Locate each line in the records containing "that". Copy it.

════════

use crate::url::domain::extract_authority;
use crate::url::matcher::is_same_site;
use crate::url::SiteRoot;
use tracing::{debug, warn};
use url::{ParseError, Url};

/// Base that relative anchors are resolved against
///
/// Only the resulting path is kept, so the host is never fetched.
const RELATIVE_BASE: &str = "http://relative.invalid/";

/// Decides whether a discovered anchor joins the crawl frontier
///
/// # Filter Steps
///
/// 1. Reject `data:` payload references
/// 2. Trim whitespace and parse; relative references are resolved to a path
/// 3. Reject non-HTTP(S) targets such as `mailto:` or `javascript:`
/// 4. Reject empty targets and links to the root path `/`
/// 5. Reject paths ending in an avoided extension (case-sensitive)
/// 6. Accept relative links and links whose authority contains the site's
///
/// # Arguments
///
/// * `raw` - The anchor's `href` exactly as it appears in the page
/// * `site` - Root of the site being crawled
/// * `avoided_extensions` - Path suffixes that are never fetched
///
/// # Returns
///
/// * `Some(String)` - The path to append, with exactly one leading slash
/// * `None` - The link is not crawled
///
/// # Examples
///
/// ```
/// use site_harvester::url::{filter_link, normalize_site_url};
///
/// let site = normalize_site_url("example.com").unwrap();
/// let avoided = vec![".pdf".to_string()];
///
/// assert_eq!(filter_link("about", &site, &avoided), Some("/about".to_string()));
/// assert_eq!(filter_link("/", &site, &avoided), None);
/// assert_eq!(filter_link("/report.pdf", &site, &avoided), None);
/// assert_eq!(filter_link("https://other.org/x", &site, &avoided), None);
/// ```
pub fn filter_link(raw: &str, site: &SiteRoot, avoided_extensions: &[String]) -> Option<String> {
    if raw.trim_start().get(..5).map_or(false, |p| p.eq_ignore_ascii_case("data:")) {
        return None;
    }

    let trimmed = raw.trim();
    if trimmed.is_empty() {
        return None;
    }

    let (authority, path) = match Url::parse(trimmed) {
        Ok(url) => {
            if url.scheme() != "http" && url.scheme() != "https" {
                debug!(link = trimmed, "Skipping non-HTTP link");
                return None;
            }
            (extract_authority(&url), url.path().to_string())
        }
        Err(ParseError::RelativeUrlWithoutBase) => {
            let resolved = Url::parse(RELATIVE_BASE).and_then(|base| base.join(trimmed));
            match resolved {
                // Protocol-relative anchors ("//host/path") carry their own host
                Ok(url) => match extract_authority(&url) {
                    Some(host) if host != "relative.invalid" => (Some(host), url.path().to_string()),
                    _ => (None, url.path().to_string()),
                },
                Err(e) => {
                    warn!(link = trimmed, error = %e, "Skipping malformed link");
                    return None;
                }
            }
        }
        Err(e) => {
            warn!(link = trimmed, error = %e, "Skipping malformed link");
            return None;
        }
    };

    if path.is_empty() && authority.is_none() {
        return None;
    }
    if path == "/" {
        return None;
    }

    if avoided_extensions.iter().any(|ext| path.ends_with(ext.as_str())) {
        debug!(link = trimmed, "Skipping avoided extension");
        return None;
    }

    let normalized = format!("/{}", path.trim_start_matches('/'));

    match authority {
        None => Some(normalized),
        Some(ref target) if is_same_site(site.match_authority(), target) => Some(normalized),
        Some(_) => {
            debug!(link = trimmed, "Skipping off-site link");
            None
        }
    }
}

════════

◆ **Answer to the exercise**:
/// Base that relative anchors are resolved against
/// * `avoided_extensions` - Path suffixes that are never fetched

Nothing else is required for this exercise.